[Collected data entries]
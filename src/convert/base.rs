use clap::ValueEnum;
use eyre::{eyre, Result};
use lazy_static::lazy_static;
use regex::Regex;
use serde::{Deserialize, Serialize};
use std::fmt;
use std::str::FromStr;

lazy_static! {
    static ref BINARY_DIGITS: Regex = Regex::new(r"^[01]+$").expect("binary digit class");
    static ref DECIMAL_DIGITS: Regex = Regex::new(r"^[0-9]+$").expect("decimal digit class");
    static ref HEX_DIGITS: Regex = Regex::new(r"^[0-9a-fA-F]+$").expect("hex digit class");
    static ref OCTAL_DIGITS: Regex = Regex::new(r"^[0-7]+$").expect("octal digit class");
}

/// One of the four supported positional number systems.
///
/// A `NumberBase` carries no state of its own. It only selects the radix, the
/// digit class used to validate input, and the informational strings shown
/// next to an input or result.
#[derive(Clone, Copy, Debug, PartialEq, Eq, Hash, ValueEnum, Serialize, Deserialize)]
#[serde(rename_all = "lowercase")]
pub enum NumberBase {
    #[value(name = "binary", aliases = ["bin", "b"])]
    Binary,
    #[value(name = "decimal", aliases = ["dec", "d"])]
    Decimal,
    #[value(name = "hex", aliases = ["hexadecimal", "x"])]
    #[serde(rename = "hex", alias = "hexadecimal")]
    Hexadecimal,
    #[value(name = "octal", aliases = ["oct", "o"])]
    Octal,
}

impl NumberBase {
    /// Display order used by every renderer.
    pub const ALL: [NumberBase; 4] = [
        NumberBase::Binary,
        NumberBase::Decimal,
        NumberBase::Hexadecimal,
        NumberBase::Octal,
    ];

    pub fn radix(self) -> u32 {
        match self {
            NumberBase::Binary => 2,
            NumberBase::Decimal => 10,
            NumberBase::Hexadecimal => 16,
            NumberBase::Octal => 8,
        }
    }

    /// Short identifier, also the serialized form.
    pub fn name(self) -> &'static str {
        match self {
            NumberBase::Binary => "binary",
            NumberBase::Decimal => "decimal",
            NumberBase::Hexadecimal => "hex",
            NumberBase::Octal => "octal",
        }
    }

    pub fn label(self) -> &'static str {
        match self {
            NumberBase::Binary => "Binary (Base 2)",
            NumberBase::Decimal => "Decimal (Base 10)",
            NumberBase::Hexadecimal => "Hexadecimal (Base 16)",
            NumberBase::Octal => "Octal (Base 8)",
        }
    }

    /// Hint shown while the input is still empty.
    pub fn placeholder(self) -> &'static str {
        match self {
            NumberBase::Binary => "Enter binary (0-1)",
            NumberBase::Decimal => "Enter decimal (0-9)",
            NumberBase::Hexadecimal => "Enter hex (0-9, A-F)",
            NumberBase::Octal => "Enter octal (0-7)",
        }
    }

    /// Digit set as listed in the reference block.
    pub fn digits(self) -> &'static str {
        match self {
            NumberBase::Binary => "0, 1",
            NumberBase::Decimal => "0-9",
            NumberBase::Hexadecimal => "0-9, A-F",
            NumberBase::Octal => "0-7",
        }
    }

    /// Returns true when `text` is one or more digits of this base and nothing else.
    pub fn accepts(self, text: &str) -> bool {
        let class: &Regex = match self {
            NumberBase::Binary => &BINARY_DIGITS,
            NumberBase::Decimal => &DECIMAL_DIGITS,
            NumberBase::Hexadecimal => &HEX_DIGITS,
            NumberBase::Octal => &OCTAL_DIGITS,
        };
        class.is_match(text)
    }
}

impl Default for NumberBase {
    fn default() -> Self {
        NumberBase::Decimal
    }
}

impl fmt::Display for NumberBase {
    fn fmt(&self, f: &mut fmt::Formatter<'_>) -> fmt::Result {
        f.write_str(self.name())
    }
}

impl FromStr for NumberBase {
    type Err = eyre::Report;

    fn from_str(s: &str) -> Result<Self> {
        match s.trim().to_ascii_lowercase().as_str() {
            "binary" | "bin" | "b" => Ok(NumberBase::Binary),
            "decimal" | "dec" | "d" => Ok(NumberBase::Decimal),
            "hex" | "hexadecimal" | "x" => Ok(NumberBase::Hexadecimal),
            "octal" | "oct" | "o" => Ok(NumberBase::Octal),
            other => Err(eyre!(
                "Unknown number system '{}' (expected binary, decimal, hex or octal)",
                other
            )),
        }
    }
}

#[cfg(test)]
mod tests {
    use super::*;

    #[test]
    fn radix_matches_base() {
        let radixes: Vec<u32> = NumberBase::ALL.iter().map(|b| b.radix()).collect();
        assert_eq!(radixes, vec![2, 10, 16, 8]);
    }

    #[test]
    fn digit_classes() {
        assert!(NumberBase::Binary.accepts("0101"));
        assert!(!NumberBase::Binary.accepts("012"));
        assert!(NumberBase::Decimal.accepts("0123456789"));
        assert!(!NumberBase::Decimal.accepts("12a"));
        assert!(NumberBase::Hexadecimal.accepts("DeadBeef09"));
        assert!(!NumberBase::Hexadecimal.accepts("0xff"));
        assert!(NumberBase::Octal.accepts("01234567"));
        assert!(!NumberBase::Octal.accepts("8"));
    }

    #[test]
    fn digit_classes_reject_empty_and_signs() {
        for base in NumberBase::ALL {
            assert!(!base.accepts(""));
            assert!(!base.accepts("-1"));
            assert!(!base.accepts("1 0"));
            assert!(!base.accepts("1.0"));
        }
    }

    #[test]
    fn parses_names_and_aliases() {
        assert_eq!("bin".parse::<NumberBase>().unwrap(), NumberBase::Binary);
        assert_eq!("Decimal".parse::<NumberBase>().unwrap(), NumberBase::Decimal);
        assert_eq!("HEXADECIMAL".parse::<NumberBase>().unwrap(), NumberBase::Hexadecimal);
        assert_eq!(" oct ".parse::<NumberBase>().unwrap(), NumberBase::Octal);
        assert!("base64".parse::<NumberBase>().is_err());
    }

    #[test]
    fn serializes_with_short_names() {
        let json = serde_json::to_string(&NumberBase::ALL).unwrap();
        assert_eq!(json, r#"["binary","decimal","hex","octal"]"#);
        let parsed: NumberBase = serde_json::from_str(r#""hexadecimal""#).unwrap();
        assert_eq!(parsed, NumberBase::Hexadecimal);
    }

    #[test]
    fn placeholders() {
        assert_eq!(NumberBase::Hexadecimal.placeholder(), "Enter hex (0-9, A-F)");
        assert_eq!(NumberBase::default(), NumberBase::Decimal);
    }
}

## Work task
Where does the string "parsed" occur in the data above? Copy every line that holds it.

## Answer to this task
        let parsed: NumberBase = serde_json::from_str(r#""hexadecimal""#).unwrap();
        assert_eq!(parsed, NumberBase::Hexadecimal);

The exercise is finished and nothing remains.